* Exercise instructions:
Would you reproduce the entries that follow exactly as they appear?

◇ ◇ ◇ ◇ ◇ ◇ ◇

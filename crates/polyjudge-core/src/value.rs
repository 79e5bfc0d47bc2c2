//! Test-case input parsing.
//!
//! Raw test-case text carries one argument per line. Each line is read by
//! best-effort literal detection: booleans and numbers first, then JSON
//! (arrays, objects, quoted strings, `null`), and finally the raw line as
//! an opaque string. Numbers are checked before JSON so a bare `42` never
//! becomes anything but a number.

use std::sync::LazyLock;

use regex::Regex;
use serde_json::Value;

static NUMERIC_LITERAL: LazyLock<Regex> = LazyLock::new(|| {
    Regex::new(r"^[+-]?(?:(?:\d+(?:\.\d*)?|\.\d+)(?:[eE][+-]?\d+)?|Infinity|NaN)$")
        .expect("invalid numeric literal regex")
});

/// A language-neutral value read from a test-case line
#[derive(Clone, Debug, PartialEq)]
pub enum ParsedValue {
    Null,
    Bool(bool),
    Int(i64),
    Float(f64),
    String(String),
    Array(Vec<ParsedValue>),
    Object(Vec<(String, ParsedValue)>),
}

impl ParsedValue {
    pub fn is_null(&self) -> bool {
        matches!(self, ParsedValue::Null)
    }

    pub fn as_array(&self) -> Option<&[ParsedValue]> {
        match self {
            ParsedValue::Array(items) => Some(items),
            _ => None,
        }
    }

    /// Numeric view, widening integers
    pub fn as_f64(&self) -> Option<f64> {
        match self {
            ParsedValue::Int(i) => Some(*i as f64),
            ParsedValue::Float(f) => Some(*f),
            _ => None,
        }
    }

    /// Integer view; integral floats (`2.0`) and numeric strings are accepted
    pub fn as_i64(&self) -> Option<i64> {
        match self {
            ParsedValue::Int(i) => Some(*i),
            ParsedValue::Float(f) if f.is_finite() && f.fract() == 0.0 => Some(*f as i64),
            ParsedValue::Bool(b) => Some(*b as i64),
            ParsedValue::String(s) => s.trim().parse().ok(),
            _ => None,
        }
    }

    /// Text view; scalars are stringified, containers are not
    pub fn as_text(&self) -> Option<String> {
        match self {
            ParsedValue::String(s) => Some(s.clone()),
            ParsedValue::Int(i) => Some(i.to_string()),
            ParsedValue::Float(f) => Some(f.to_string()),
            ParsedValue::Bool(b) => Some(b.to_string()),
            _ => None,
        }
    }

    pub fn from_json(value: Value) -> Self {
        match value {
            Value::Null => ParsedValue::Null,
            Value::Bool(b) => ParsedValue::Bool(b),
            Value::Number(n) => match n.as_i64() {
                Some(i) => ParsedValue::Int(i),
                None => ParsedValue::Float(n.as_f64().unwrap_or(f64::NAN)),
            },
            Value::String(s) => ParsedValue::String(s),
            Value::Array(items) => {
                ParsedValue::Array(items.into_iter().map(ParsedValue::from_json).collect())
            }
            Value::Object(map) => ParsedValue::Object(
                map.into_iter()
                    .map(|(k, v)| (k, ParsedValue::from_json(v)))
                    .collect(),
            ),
        }
    }
}

/// Parse one test-case line into a value
pub fn parse_line(line: &str) -> ParsedValue {
    let trimmed = line.trim();

    if trimmed.is_empty() {
        return ParsedValue::Null;
    }

    match trimmed {
        "true" => return ParsedValue::Bool(true),
        "false" => return ParsedValue::Bool(false),
        _ => {}
    }

    if NUMERIC_LITERAL.is_match(trimmed) {
        return parse_number(trimmed);
    }

    match serde_json::from_str::<Value>(trimmed) {
        Ok(value) => ParsedValue::from_json(value),
        Err(_) => ParsedValue::String(trimmed.to_string()),
    }
}

/// Parse multi-line test-case input; every non-blank line is one argument
pub fn parse_input(raw: &str) -> Vec<ParsedValue> {
    raw.split('\n')
        .map(|line| line.strip_suffix('\r').unwrap_or(line))
        .filter(|line| !line.trim().is_empty())
        .map(parse_line)
        .collect()
}

fn parse_number(literal: &str) -> ParsedValue {
    let unsigned = literal.trim_start_matches(['+', '-']);
    let negative = literal.starts_with('-');

    match unsigned {
        "Infinity" if negative => return ParsedValue::Float(f64::NEG_INFINITY),
        "Infinity" => return ParsedValue::Float(f64::INFINITY),
        "NaN" => return ParsedValue::Float(f64::NAN),
        _ => {}
    }

    let is_integral = !literal.contains(['.', 'e', 'E']);
    if is_integral {
        if let Ok(i) = literal.parse::<i64>() {
            return ParsedValue::Int(i);
        }
    }

    literal
        .parse::<f64>()
        .map(ParsedValue::Float)
        .unwrap_or_else(|_| ParsedValue::String(literal.to_string()))
}

#[cfg(test)]
mod tests {
    use super::*;

    #[test]
    fn test_parse_scalars() {
        assert_eq!(parse_line("true"), ParsedValue::Bool(true));
        assert_eq!(parse_line("false"), ParsedValue::Bool(false));
        assert_eq!(parse_line("42"), ParsedValue::Int(42));
        assert_eq!(parse_line("-7"), ParsedValue::Int(-7));
        assert_eq!(parse_line("2.5"), ParsedValue::Float(2.5));
        assert_eq!(parse_line("1e3"), ParsedValue::Float(1000.0));
        assert_eq!(parse_line("hello"), ParsedValue::String("hello".into()));
        assert_eq!(parse_line(""), ParsedValue::Null);
        assert_eq!(parse_line("null"), ParsedValue::Null);
    }

    #[test]
    fn test_parse_json_values() {
        assert_eq!(
            parse_line("[1,2,3]"),
            ParsedValue::Array(vec![
                ParsedValue::Int(1),
                ParsedValue::Int(2),
                ParsedValue::Int(3)
            ])
        );
        assert_eq!(parse_line("\"abc\""), ParsedValue::String("abc".into()));
        assert_eq!(
            parse_line("[3,null,4]"),
            ParsedValue::Array(vec![
                ParsedValue::Int(3),
                ParsedValue::Null,
                ParsedValue::Int(4)
            ])
        );
    }

    #[test]
    fn test_objects_keep_key_order() {
        let ParsedValue::Object(entries) = parse_line(r#"{"b":1,"a":2}"#) else {
            panic!("expected object");
        };
        let keys: Vec<&str> = entries.iter().map(|(k, _)| k.as_str()).collect();
        assert_eq!(keys, vec!["b", "a"]);
    }

    #[test]
    fn test_non_finite_numbers() {
        assert_eq!(parse_line("Infinity"), ParsedValue::Float(f64::INFINITY));
        assert_eq!(parse_line("-Infinity"), ParsedValue::Float(f64::NEG_INFINITY));
        assert!(matches!(parse_line("NaN"), ParsedValue::Float(f) if f.is_nan()));
    }

    #[test]
    fn test_huge_integer_becomes_float() {
        assert!(matches!(
            parse_line("123456789012345678901234"),
            ParsedValue::Float(_)
        ));
    }

    #[test]
    fn test_malformed_json_is_string() {
        assert_eq!(parse_line("[1,2"), ParsedValue::String("[1,2".into()));
    }

    #[test]
    fn test_parse_input_skips_blank_lines() {
        let values = parse_input("[2,7,11,15]\r\n\n9\n");
        assert_eq!(values.len(), 2);
        assert_eq!(values[1], ParsedValue::Int(9));
    }
}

◇ ◇ ◇ ◇ ◇ ◇ ◇

* Written solution:
filename crates/polyjudge-core/src/value.rs
repository 79e5bfc0d47bc2c2
//! Test-case input parsing.
//!
//! Raw test-case text carries one argument per line. Each line is read by
//! best-effort literal detection: booleans and numbers first, then JSON
//! (arrays, objects, quoted strings, `null`), and finally the raw line as
//! an opaque string. Numbers are checked before JSON so a bare `42` never
//! becomes anything but a number.

use std::sync::LazyLock;

use regex::Regex;
use serde_json::Value;

static NUMERIC_LITERAL: LazyLock<Regex> = LazyLock::new(|| {
    Regex::new(r"^[+-]?(?:(?:\d+(?:\.\d*)?|\.\d+)(?:[eE][+-]?\d+)?|Infinity|NaN)$")
        .expect("invalid numeric literal regex")
});

/// A language-neutral value read from a test-case line
#[derive(Clone, Debug, PartialEq)]
pub enum ParsedValue {
    Null,
    Bool(bool),
    Int(i64),
    Float(f64),
    String(String),
    Array(Vec<ParsedValue>),
    Object(Vec<(String, ParsedValue)>),
}

impl ParsedValue {
    pub fn is_null(&self) -> bool {
        matches!(self, ParsedValue::Null)
    }

    pub fn as_array(&self) -> Option<&[ParsedValue]> {
        match self {
            ParsedValue::Array(items) => Some(items),
            _ => None,
        }
    }

    /// Numeric view, widening integers
    pub fn as_f64(&self) -> Option<f64> {
        match self {
            ParsedValue::Int(i) => Some(*i as f64),
            ParsedValue::Float(f) => Some(*f),
            _ => None,
        }
    }

    /// Integer view; integral floats (`2.0`) and numeric strings are accepted
    pub fn as_i64(&self) -> Option<i64> {
        match self {
            ParsedValue::Int(i) => Some(*i),
            ParsedValue::Float(f) if f.is_finite() && f.fract() == 0.0 => Some(*f as i64),
            ParsedValue::Bool(b) => Some(*b as i64),
            ParsedValue::String(s) => s.trim().parse().ok(),
            _ => None,
        }
    }

    /// Text view; scalars are stringified, containers are not
    pub fn as_text(&self) -> Option<String> {
        match self {
            ParsedValue::String(s) => Some(s.clone()),
            ParsedValue::Int(i) => Some(i.to_string()),
            ParsedValue::Float(f) => Some(f.to_string()),
            ParsedValue::Bool(b) => Some(b.to_string()),
            _ => None,
        }
    }

    pub fn from_json(value: Value) -> Self {
        match value {
            Value::Null => ParsedValue::Null,
            Value::Bool(b) => ParsedValue::Bool(b),
            Value::Number(n) => match n.as_i64() {
                Some(i) => ParsedValue::Int(i),
                None => ParsedValue::Float(n.as_f64().unwrap_or(f64::NAN)),
            },
            Value::String(s) => ParsedValue::String(s),
            Value::Array(items) => {
                ParsedValue::Array(items.into_iter().map(ParsedValue::from_json).collect())
            }
            Value::Object(map) => ParsedValue::Object(
                map.into_iter()
                    .map(|(k, v)| (k, ParsedValue::from_json(v)))
                    .collect(),
            ),
        }
    }
}

/// Parse one test-case line into a value
pub fn parse_line(line: &str) -> ParsedValue {
    let trimmed = line.trim();

    if trimmed.is_empty() {
        return ParsedValue::Null;
    }

    match trimmed {
        "true" => return ParsedValue::Bool(true),
        "false" => return ParsedValue::Bool(false),
        _ => {}
    }

    if NUMERIC_LITERAL.is_match(trimmed) {
        return parse_number(trimmed);
    }

    match serde_json::from_str::<Value>(trimmed) {
        Ok(value) => ParsedValue::from_json(value),
        Err(_) => ParsedValue::String(trimmed.to_string()),
    }
}

/// Parse multi-line test-case input; every non-blank line is one argument
pub fn parse_input(raw: &str) -> Vec<ParsedValue> {
    raw.split('\n')
        .map(|line| line.strip_suffix('\r').unwrap_or(line))
        .filter(|line| !line.trim().is_empty())
        .map(parse_line)
        .collect()
}

fn parse_number(literal: &str) -> ParsedValue {
    let unsigned = literal.trim_start_matches(['+', '-']);
    let negative = literal.starts_with('-');

    match unsigned {
        "Infinity" if negative => return ParsedValue::Float(f64::NEG_INFINITY),
        "Infinity" => return ParsedValue::Float(f64::INFINITY),
        "NaN" => return ParsedValue::Float(f64::NAN),
        _ => {}
    }

    let is_integral = !literal.contains(['.', 'e', 'E']);
    if is_integral {
        if let Ok(i) = literal.parse::<i64>() {
            return ParsedValue::Int(i);
        }
    }

    literal
        .parse::<f64>()
        .map(ParsedValue::Float)
        .unwrap_or_else(|_| ParsedValue::String(literal.to_string()))
}

#[cfg(test)]
mod tests {
    use super::*;

    #[test]
    fn test_parse_scalars() {
        assert_eq!(parse_line("true"), ParsedValue::Bool(true));
        assert_eq!(parse_line("false"), ParsedValue::Bool(false));
        assert_eq!(parse_line("42"), ParsedValue::Int(42));
        assert_eq!(parse_line("-7"), ParsedValue::Int(-7));
        assert_eq!(parse_line("2.5"), ParsedValue::Float(2.5));
        assert_eq!(parse_line("1e3"), ParsedValue::Float(1000.0));
        assert_eq!(parse_line("hello"), ParsedValue::String("hello".into()));
        assert_eq!(parse_line(""), ParsedValue::Null);
        assert_eq!(parse_line("null"), ParsedValue::Null);
    }

    #[test]
    fn test_parse_json_values() {
        assert_eq!(
            parse_line("[1,2,3]"),
            ParsedValue::Array(vec![
                ParsedValue::Int(1),
                ParsedValue::Int(2),
                ParsedValue::Int(3)
            ])
        );
        assert_eq!(parse_line("\"abc\""), ParsedValue::String("abc".into()));
        assert_eq!(
            parse_line("[3,null,4]"),
            ParsedValue::Array(vec![
                ParsedValue::Int(3),
                ParsedValue::Null,
                ParsedValue::Int(4)
            ])
        );
    }

    #[test]
    fn test_objects_keep_key_order() {
        let ParsedValue::Object(entries) = parse_line(r#"{"b":1,"a":2}"#) else {
            panic!("expected object");
        };
        let keys: Vec<&str> = entries.iter().map(|(k, _)| k.as_str()).collect();
        assert_eq!(keys, vec!["b", "a"]);
    }

    #[test]
    fn test_non_finite_numbers() {
        assert_eq!(parse_line("Infinity"), ParsedValue::Float(f64::INFINITY));
        assert_eq!(parse_line("-Infinity"), ParsedValue::Float(f64::NEG_INFINITY));
        assert!(matches!(parse_line("NaN"), ParsedValue::Float(f) if f.is_nan()));
    }

    #[test]
    fn test_huge_integer_becomes_float() {
        assert!(matches!(
            parse_line("123456789012345678901234"),
            ParsedValue::Float(_)
        ));
    }

    #[test]
    fn test_malformed_json_is_string() {
        assert_eq!(parse_line("[1,2"), ParsedValue::String("[1,2".into()));
    }

    #[test]
    fn test_parse_input_skips_blank_lines() {
        let values = parse_input("[2,7,11,15]\r\n\n9\n");
        assert_eq!(values.len(), 2);
        assert_eq!(values[1], ParsedValue::Int(9));
    }
}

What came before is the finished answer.